### What the task asks
In the data below, which lines hold "source"? Copy every one.

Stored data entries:

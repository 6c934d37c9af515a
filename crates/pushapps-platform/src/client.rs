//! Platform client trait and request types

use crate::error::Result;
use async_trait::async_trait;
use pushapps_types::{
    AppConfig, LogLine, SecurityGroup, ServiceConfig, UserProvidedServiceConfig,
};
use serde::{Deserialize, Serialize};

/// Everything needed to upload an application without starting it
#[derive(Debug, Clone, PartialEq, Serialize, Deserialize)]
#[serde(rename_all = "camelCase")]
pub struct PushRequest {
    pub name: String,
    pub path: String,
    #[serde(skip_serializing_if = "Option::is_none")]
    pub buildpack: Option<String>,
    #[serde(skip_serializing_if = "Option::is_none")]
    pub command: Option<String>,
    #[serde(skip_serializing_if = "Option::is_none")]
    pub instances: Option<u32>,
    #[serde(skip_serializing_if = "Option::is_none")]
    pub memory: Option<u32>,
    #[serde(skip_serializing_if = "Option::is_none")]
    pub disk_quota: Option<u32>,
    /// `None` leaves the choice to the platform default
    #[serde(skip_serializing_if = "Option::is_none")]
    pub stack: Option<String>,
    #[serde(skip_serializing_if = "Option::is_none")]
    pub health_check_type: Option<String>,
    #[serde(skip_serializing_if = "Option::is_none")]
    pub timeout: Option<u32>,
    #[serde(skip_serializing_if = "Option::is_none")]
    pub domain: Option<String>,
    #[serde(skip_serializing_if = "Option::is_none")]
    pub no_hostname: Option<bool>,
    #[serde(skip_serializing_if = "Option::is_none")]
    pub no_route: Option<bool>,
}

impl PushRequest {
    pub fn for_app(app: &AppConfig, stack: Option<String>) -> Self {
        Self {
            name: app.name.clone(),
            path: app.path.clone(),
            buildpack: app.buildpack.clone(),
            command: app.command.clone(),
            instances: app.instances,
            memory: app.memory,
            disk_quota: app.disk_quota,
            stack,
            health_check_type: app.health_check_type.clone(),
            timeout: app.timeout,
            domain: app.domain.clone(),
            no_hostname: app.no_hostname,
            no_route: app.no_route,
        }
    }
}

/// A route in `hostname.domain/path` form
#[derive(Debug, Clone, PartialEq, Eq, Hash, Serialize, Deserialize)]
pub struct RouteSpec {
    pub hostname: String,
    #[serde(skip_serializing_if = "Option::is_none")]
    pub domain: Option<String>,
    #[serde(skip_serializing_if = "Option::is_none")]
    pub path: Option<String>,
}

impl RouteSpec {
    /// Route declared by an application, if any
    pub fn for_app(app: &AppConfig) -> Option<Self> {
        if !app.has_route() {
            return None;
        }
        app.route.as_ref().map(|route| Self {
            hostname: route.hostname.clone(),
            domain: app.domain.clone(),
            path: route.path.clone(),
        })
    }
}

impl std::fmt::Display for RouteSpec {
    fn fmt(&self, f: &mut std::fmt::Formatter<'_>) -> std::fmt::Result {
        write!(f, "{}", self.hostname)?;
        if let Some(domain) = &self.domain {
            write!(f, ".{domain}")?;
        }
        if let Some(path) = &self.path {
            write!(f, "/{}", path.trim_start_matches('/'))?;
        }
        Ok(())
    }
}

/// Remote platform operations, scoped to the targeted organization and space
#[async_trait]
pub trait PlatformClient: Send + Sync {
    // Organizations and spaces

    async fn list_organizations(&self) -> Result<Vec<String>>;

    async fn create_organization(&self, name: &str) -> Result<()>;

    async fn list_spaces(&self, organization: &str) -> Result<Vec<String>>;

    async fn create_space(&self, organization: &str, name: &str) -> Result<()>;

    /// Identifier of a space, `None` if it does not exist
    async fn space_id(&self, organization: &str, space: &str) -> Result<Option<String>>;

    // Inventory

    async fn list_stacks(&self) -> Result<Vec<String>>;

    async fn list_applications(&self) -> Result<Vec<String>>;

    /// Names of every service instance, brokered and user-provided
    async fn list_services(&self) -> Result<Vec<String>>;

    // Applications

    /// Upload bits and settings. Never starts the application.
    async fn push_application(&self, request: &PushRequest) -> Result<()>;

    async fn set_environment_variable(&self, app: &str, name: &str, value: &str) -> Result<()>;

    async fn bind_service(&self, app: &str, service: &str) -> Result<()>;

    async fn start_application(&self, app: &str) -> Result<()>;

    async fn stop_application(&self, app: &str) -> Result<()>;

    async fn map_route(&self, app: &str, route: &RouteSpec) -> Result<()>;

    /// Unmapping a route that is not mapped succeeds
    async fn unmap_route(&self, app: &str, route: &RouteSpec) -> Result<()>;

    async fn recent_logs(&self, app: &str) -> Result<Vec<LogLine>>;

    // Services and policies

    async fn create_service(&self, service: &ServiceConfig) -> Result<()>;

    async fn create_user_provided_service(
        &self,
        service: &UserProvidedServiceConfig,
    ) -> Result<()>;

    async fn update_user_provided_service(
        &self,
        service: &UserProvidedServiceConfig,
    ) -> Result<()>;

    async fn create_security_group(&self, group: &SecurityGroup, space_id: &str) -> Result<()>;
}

...

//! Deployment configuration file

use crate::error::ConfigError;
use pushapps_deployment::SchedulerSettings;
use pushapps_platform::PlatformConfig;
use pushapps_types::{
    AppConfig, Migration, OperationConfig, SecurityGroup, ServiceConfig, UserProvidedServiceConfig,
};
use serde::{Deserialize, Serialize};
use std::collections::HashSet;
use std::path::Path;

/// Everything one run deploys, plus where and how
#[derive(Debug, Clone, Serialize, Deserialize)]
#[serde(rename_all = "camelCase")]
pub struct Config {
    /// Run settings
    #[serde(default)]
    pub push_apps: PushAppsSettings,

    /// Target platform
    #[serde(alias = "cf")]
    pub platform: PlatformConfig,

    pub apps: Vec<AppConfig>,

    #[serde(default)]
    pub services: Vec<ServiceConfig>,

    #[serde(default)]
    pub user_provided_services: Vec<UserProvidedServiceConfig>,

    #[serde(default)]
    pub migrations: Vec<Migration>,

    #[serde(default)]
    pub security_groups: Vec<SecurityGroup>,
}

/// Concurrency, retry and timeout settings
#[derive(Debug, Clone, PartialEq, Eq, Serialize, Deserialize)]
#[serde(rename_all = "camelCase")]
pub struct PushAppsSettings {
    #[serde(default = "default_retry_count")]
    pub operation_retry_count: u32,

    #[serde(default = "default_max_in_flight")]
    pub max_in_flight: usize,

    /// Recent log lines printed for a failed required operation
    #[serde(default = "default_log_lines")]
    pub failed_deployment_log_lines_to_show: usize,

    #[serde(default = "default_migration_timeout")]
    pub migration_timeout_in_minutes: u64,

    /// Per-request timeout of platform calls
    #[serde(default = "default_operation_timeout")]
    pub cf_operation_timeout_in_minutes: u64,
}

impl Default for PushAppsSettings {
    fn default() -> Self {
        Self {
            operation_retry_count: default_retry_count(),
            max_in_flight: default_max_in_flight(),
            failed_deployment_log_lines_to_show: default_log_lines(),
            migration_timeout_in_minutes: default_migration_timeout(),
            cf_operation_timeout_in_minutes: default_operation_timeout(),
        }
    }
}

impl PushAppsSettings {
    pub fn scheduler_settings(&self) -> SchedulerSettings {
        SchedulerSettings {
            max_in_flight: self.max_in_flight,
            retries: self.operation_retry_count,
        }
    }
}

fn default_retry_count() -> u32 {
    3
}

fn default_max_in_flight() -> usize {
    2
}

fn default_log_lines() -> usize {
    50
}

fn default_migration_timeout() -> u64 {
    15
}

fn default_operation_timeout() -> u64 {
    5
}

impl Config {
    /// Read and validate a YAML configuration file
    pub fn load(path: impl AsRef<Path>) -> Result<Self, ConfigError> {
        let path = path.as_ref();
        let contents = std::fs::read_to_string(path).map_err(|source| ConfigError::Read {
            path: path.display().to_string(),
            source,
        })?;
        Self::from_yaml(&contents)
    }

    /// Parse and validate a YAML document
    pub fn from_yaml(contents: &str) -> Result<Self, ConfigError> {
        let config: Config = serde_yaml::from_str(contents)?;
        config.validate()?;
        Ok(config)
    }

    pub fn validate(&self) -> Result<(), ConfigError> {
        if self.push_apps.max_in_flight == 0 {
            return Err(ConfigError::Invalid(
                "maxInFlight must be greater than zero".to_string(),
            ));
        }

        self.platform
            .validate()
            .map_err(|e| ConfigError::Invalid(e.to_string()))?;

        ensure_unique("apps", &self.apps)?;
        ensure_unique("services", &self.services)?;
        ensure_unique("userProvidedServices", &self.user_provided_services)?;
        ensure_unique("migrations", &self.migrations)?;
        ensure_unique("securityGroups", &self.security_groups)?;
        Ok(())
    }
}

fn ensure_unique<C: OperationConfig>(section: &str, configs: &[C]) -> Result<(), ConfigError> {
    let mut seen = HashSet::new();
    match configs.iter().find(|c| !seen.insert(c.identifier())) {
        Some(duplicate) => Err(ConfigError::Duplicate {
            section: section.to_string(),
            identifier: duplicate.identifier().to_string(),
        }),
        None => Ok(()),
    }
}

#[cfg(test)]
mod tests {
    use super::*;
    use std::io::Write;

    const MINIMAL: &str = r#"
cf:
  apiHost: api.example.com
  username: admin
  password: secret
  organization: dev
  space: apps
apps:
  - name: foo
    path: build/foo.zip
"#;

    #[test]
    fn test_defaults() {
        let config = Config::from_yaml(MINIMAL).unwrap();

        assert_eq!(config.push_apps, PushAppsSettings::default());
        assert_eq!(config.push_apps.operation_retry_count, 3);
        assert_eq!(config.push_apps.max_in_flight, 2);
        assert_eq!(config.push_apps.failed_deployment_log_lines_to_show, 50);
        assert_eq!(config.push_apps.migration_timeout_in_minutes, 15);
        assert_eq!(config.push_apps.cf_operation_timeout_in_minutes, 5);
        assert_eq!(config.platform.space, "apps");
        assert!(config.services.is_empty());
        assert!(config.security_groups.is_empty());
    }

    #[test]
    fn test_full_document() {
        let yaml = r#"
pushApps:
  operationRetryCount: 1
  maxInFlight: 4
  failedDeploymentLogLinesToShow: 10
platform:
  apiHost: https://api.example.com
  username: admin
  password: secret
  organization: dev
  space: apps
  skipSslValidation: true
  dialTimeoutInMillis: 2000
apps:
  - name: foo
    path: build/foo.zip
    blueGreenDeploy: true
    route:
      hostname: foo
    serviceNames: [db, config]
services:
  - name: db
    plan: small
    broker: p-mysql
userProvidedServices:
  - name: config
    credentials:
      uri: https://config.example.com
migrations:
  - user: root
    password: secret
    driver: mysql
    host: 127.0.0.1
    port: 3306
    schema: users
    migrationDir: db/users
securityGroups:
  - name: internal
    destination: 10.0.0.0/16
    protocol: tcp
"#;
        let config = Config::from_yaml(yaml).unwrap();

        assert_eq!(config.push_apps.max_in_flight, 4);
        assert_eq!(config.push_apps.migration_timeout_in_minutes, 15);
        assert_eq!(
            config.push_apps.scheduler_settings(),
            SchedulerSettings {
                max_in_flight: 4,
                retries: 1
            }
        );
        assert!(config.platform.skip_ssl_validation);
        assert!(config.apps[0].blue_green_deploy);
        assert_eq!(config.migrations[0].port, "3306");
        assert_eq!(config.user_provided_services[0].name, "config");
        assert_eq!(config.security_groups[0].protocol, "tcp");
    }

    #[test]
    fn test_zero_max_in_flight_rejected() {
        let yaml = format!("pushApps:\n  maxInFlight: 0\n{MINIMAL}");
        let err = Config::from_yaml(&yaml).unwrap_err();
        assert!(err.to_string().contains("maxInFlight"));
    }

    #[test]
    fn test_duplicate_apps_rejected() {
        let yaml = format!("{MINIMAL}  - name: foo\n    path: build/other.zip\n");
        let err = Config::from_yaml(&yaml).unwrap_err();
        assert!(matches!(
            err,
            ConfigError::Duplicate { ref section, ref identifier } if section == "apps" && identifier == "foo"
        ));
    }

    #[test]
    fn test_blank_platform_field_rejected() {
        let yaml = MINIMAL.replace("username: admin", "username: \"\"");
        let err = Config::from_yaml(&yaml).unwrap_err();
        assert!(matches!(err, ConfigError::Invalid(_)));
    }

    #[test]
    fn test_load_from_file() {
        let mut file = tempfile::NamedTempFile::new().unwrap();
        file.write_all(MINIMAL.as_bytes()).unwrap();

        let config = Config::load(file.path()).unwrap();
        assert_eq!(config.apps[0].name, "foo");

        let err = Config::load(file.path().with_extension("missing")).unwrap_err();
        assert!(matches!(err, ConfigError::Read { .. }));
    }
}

### Task solution
        let contents = std::fs::read_to_string(path).map_err(|source| ConfigError::Read {
            source,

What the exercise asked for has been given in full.